Claudio Monteverdi - Il Nerone (L’incoronazione di Poppea)
Au-delà de choix musicaux constestables, le spectacle proposé par l'Athénée est une belle réussite scénique et est porté par une distribution et une direction de grande qualité.
Il Nerone (Paris 1647), un vrai événement ?
Doit-on, pour la reprise d’une des plus belles pièces de l’histoire de l’opéra des origines, créer à tout prix un « événement », une aura exceptionnelle afin d’attirer l’attention du public ? Nous croyons que non, mais cette opinion ne semble pas avoir été celle des créateurs de ce spectacle. Sur la base d’une lettre bien connue du castrat Stefano Costa – depuis Paris, le 3 janvier 1647, à son maître Cornelio Bentivoglio, annonçant la possibilité d’une exécution sans machines d’un Nerone (c’est à dire de L’incoronazione di Poppea, créée à Venise quatre ans auparavant) – ils ont cru devoir considérer cette possibilité comme étant absolument vraie et – sans disposer d’autres sources sur l’événement – en faire l’objet d’une très improbable ‘restauration’, bien que forcément fondée sur les seules deux partitions survivantes, assez tardives datant des toutes premières années 1650, et également bien connues.
Cette idée de ‘restauration’ a comporté, pour cette Poppea de l’Athénée Théâtre Louis-Jouvet, des choix parfois discutables, parfois carrément critiquables. Tous les personnages divins – à l’exclusion de Mercure annonçant la mort à Seneca – ont été éliminés sans trop de compliments. Soit. Mais, à quoi bon de supprimer le duo final Nerone-Poppea « Pur ti miro – Pur ti godo », sous prétexte qu’il n’est (quasi) sûrement pas de Monteverdi, pour en réutiliser la musique – la même, également non monteverdienne – pour ‘ressusciter’, avec d’autres paroles, un autre duo Nerone-Poppea disparu de l’acte II scène 6 ? À quoi bon, si ce dernier duo avait été éliminé précisément pour laisser de la place, en fin de représentation, à « Pur ti miro », et cela probablement bien avant (ou même en vue de) la possible reprise parisienne de 1647 ? De plus cette ‘réintégration’ d’un duo d’amour au milieu de l’acte II, avec la nécessité implicite de le valoriser, a imposé une redistribution des césures dramatiques : c’est ainsi que nous avons pu assister à une pièce non plus en trois actes mais en deux (I+IIa ; IIb+III) ; et néanmoins avec les deux finales des actes I et II d’origine encore bien perceptibles dans la narration dramatique, encore que supprimés en tant qu’entractes.

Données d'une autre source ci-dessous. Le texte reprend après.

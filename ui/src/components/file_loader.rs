use anyhow::Result;
use widgetry::tools::FutureLoader;
use widgetry::{EventCtx, State, Transition};

/// Asynchronously picks a route file and hands its bytes to `on_load`. `None` means the user
/// cancelled the dialog.
pub struct FileLoader;

impl FileLoader {
    pub fn new_state<A: 'static>(
        ctx: &mut EventCtx,
        on_load: Box<dyn FnOnce(&mut EventCtx, &mut A, Result<Option<Vec<u8>>>) -> Transition<A>>,
    ) -> Box<dyn State<A>> {
        let (_, outer_progress_rx) = futures_channel::mpsc::channel(1);
        let (_, inner_progress_rx) = futures_channel::mpsc::channel(1);
        FutureLoader::<A, Option<Vec<u8>>>::new_state(
            ctx,
            Box::pin(async move {
                let builder = rfd::AsyncFileDialog::new().add_filter("route", &["json"]);
                let result = match builder.pick_file().await {
                    Some(file) => Some(file.read().await),
                    None => None,
                };
                let wrap: Box<dyn Send + FnOnce(&A) -> Option<Vec<u8>>> =
                    Box::new(move |_: &A| result);
                Ok(wrap)
            }),
            outer_progress_rx,
            inner_progress_rx,
            "Waiting for a route to be chosen",
            on_load,
        )
    }
}
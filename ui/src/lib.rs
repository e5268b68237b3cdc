#[macro_use]
extern crate log;

mod components;
mod load_error;
mod replay;

use abstutil::Timer;
use anyhow::Result;
use serde::{Deserialize, Serialize};
use structopt::StructOpt;
use widgetry::{Canvas, Color, EventCtx, GfxCtx, Settings, SharedAppState, State};

use model::Model;

#[derive(StructOpt)]
struct Args {
    /// The path to a JSON file with recorded position samples
    #[structopt(long, default_value = "data/route.json")]
    route: String,
}

impl Args {
    fn load(self) -> Result<Model> {
        let bytes = fs_err::read(&self.route)?;
        Model::load(&bytes)
    }
}

fn run(settings: Settings) {
    abstutil::logger::setup();

    let args = Args::from_iter(abstutil::cli_args());

    widgetry::run(settings, move |ctx| {
        let route_path = args.route.clone();
        let states: Vec<Box<dyn State<App>>>;
        let app = match ctx.loading_screen("load route", |_, _| args.load()) {
            Ok(model) => {
                let app = App::new(ctx, model);
                restore_savestate(ctx);
                states = vec![replay::Replay::new_state(ctx, &app)];
                app
            }
            Err(err) => {
                // Leave nothing interactive except a way to pick another file
                error!("Couldn't load {route_path}: {err}");
                let app = App::new(ctx, Model::empty());
                states = vec![load_error::LoadError::new_state(ctx, &route_path, err)];
                app
            }
        };
        (app, states)
    });
}

pub fn main() {
    run(Settings::new("Route Replay"));
}

#[cfg(target_arch = "wasm32")]
use wasm_bindgen::prelude::*;

#[cfg(target_arch = "wasm32")]
#[wasm_bindgen(start)]
pub fn run_wasm() {
    run(Settings::new("Route Replay").root_dom_element_id("loading".to_string()));
}

pub struct App {
    model: Model,
}

impl SharedAppState for App {
    fn draw_default(&self, g: &mut GfxCtx) {
        if cfg!(not(target_arch = "wasm32")) {
            g.clear(Color::BLACK);
        }
    }

    fn before_quit(&self, canvas: &Canvas) {
        let ss = Savestate {
            cam_x: canvas.cam_x,
            cam_y: canvas.cam_y,
            cam_zoom: canvas.cam_zoom,
        };
        abstio::write_json("data/save.json".to_string(), &ss);
    }
}

pub type Transition = widgetry::Transition<App>;

impl App {
    pub fn new(ctx: &mut EventCtx, model: Model) -> Self {
        if !model.route.is_empty() {
            let bounds = &model.bounds;
            ctx.canvas.map_dims = (bounds.max_x, bounds.max_y);
            ctx.canvas.center_on_map_pt(bounds.center());
        }

        Self { model }
    }
}

// This only makes sense on native. before_quit is never called on web.
fn restore_savestate(ctx: &mut EventCtx) {
    if let Ok(savestate) =
        abstio::maybe_read_json::<Savestate>("data/save.json".to_string(), &mut Timer::throwaway())
    {
        ctx.canvas.cam_x = savestate.cam_x;
        ctx.canvas.cam_y = savestate.cam_y;
        ctx.canvas.cam_zoom = savestate.cam_zoom;
    }
}

/// Only the camera. Where playback was when the app quit is deliberately forgotten.
#[derive(Serialize, Deserialize)]
struct Savestate {
    cam_x: f64,
    cam_y: f64,
    cam_zoom: f64,
}
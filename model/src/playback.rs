/// Tracks where playback is in the route and whether it's running. The repeating timer itself
/// lives with the caller: it should deliver ticks to `advance` only while `is_playing`.
pub struct Playback {
    len: usize,
    idx: usize,
    status: PlaybackStatus,
}

#[derive(Clone, Copy, Debug, PartialEq, Eq)]
pub enum PlaybackStatus {
    Paused,
    Playing,
    Finished,
}

/// What a call to `toggle` did.
#[derive(Debug, PartialEq, Eq)]
pub enum Toggle {
    Started,
    Paused,
    /// Playback was finished; the index is back at 0 and playing again. The caller must reset the
    /// traveled path and marker to the first sample.
    Replayed,
}

/// What a tick did.
#[derive(Debug, PartialEq, Eq)]
pub enum Step {
    Moved { prev: usize, current: usize },
    Finished,
}

impl Playback {
    /// `len` is the number of samples in the route, at least 1.
    pub fn new(len: usize) -> Self {
        Self {
            len,
            idx: 0,
            status: PlaybackStatus::Paused,
        }
    }

    pub fn current_index(&self) -> usize {
        self.idx
    }

    pub fn status(&self) -> PlaybackStatus {
        self.status
    }

    pub fn is_playing(&self) -> bool {
        self.status == PlaybackStatus::Playing
    }

    pub fn toggle(&mut self) -> Toggle {
        match self.status {
            PlaybackStatus::Paused => {
                self.status = PlaybackStatus::Playing;
                Toggle::Started
            }
            PlaybackStatus::Playing => {
                self.status = PlaybackStatus::Paused;
                Toggle::Paused
            }
            PlaybackStatus::Finished => {
                self.idx = 0;
                self.status = PlaybackStatus::Playing;
                Toggle::Replayed
            }
        }
    }

    /// One timer tick. Stray ticks while paused or finished are no-ops.
    pub fn advance(&mut self) -> Option<Step> {
        if self.status != PlaybackStatus::Playing {
            return None;
        }
        if self.idx + 1 >= self.len {
            self.status = PlaybackStatus::Finished;
            return Some(Step::Finished);
        }
        self.idx += 1;
        Some(Step::Moved {
            prev: self.idx - 1,
            current: self.idx,
        })
    }
}

#[cfg(test)]
mod tests {
    use super::*;

    #[test]
    fn test_starts_paused_at_zero() {
        let playback = Playback::new(5);
        assert_eq!(playback.current_index(), 0);
        assert_eq!(playback.status(), PlaybackStatus::Paused);
    }

    #[test]
    fn test_full_run() {
        let mut playback = Playback::new(4);
        assert_eq!(playback.toggle(), Toggle::Started);

        // A route of 4 samples moves 3 times
        for i in 1..4 {
            assert_eq!(
                playback.advance(),
                Some(Step::Moved {
                    prev: i - 1,
                    current: i
                })
            );
        }
        assert_eq!(playback.advance(), Some(Step::Finished));
        assert_eq!(playback.status(), PlaybackStatus::Finished);
        assert_eq!(playback.current_index(), 3);

        // Finished; later ticks do nothing
        assert_eq!(playback.advance(), None);
        assert_eq!(playback.current_index(), 3);
    }

    #[test]
    fn test_pause_and_resume() {
        let mut playback = Playback::new(3);
        playback.toggle();
        playback.advance();
        assert_eq!(playback.toggle(), Toggle::Paused);
        assert_eq!(playback.current_index(), 1);

        // Paused; ticks do nothing
        assert_eq!(playback.advance(), None);
        assert_eq!(playback.current_index(), 1);

        assert_eq!(playback.toggle(), Toggle::Started);
        assert_eq!(
            playback.advance(),
            Some(Step::Moved { prev: 1, current: 2 })
        );
    }

    #[test]
    fn test_replay_resets_to_start() {
        let mut playback = Playback::new(2);
        playback.toggle();
        playback.advance();
        playback.advance();
        assert_eq!(playback.status(), PlaybackStatus::Finished);

        assert_eq!(playback.toggle(), Toggle::Replayed);
        assert_eq!(playback.current_index(), 0);
        assert!(playback.is_playing());
        assert_eq!(
            playback.advance(),
            Some(Step::Moved { prev: 0, current: 1 })
        );
    }

    #[test]
    fn test_single_sample_route() {
        let mut playback = Playback::new(1);
        playback.toggle();
        // The first tick finishes without moving
        assert_eq!(playback.advance(), Some(Step::Finished));
        assert_eq!(playback.current_index(), 0);
    }
}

Et encore, pourquoi faire interpréter le personnage d’Arnalta, la nourrice de Poppea, une femme plus que mûre, par un homme – comme, justement, le demandait la tradition – mais qui, en tant que contreténor, chante en voix de fausset ? Monteverdi avait hérité de la Commedia dell’arte cette tradition qui prévoyait, pour ces personnages bouffons de femme âgée, rusée et un peu cynique, un interprète homme devant jouer en travesti, mais avec une voix de ténor : la coloration sombre du timbre masculin permettait d’augmenter l’effet comique déjà produit par le moins gracieux physique masculin. Mais choisir pour ce rôle un contreténor signifie en même temps accepter la tradition et la contredire, et, substantiellement, ne pas l’avoir vraiment comprise.
À quoi bon, alors, toutes ces démarches contradictoires ? Ceci est difficile à deviner. D’un côté on prétend vouloir rendre service à un répertoire qui peine réellement à sortir des niches d’amateurs-archéologues, de l’autre on refuse de respecter l’équilibre dramaturgique qui lui est propre, et qui est fait aussi de formes, de longueurs et de conventions, à respecter avant de les ‘améliorer’. Et donc, même s’il est légitime pour un directeur musical d’intervenir sur la partition, toute manipulation devrait être discrète, absolument pas arbitraire, et surtout ne devrait pas être présentée comme une opération (philologique ?) visant à « nous rapprocher d’une partition originelle qui depuis 400 ans offre peu de certitudes ».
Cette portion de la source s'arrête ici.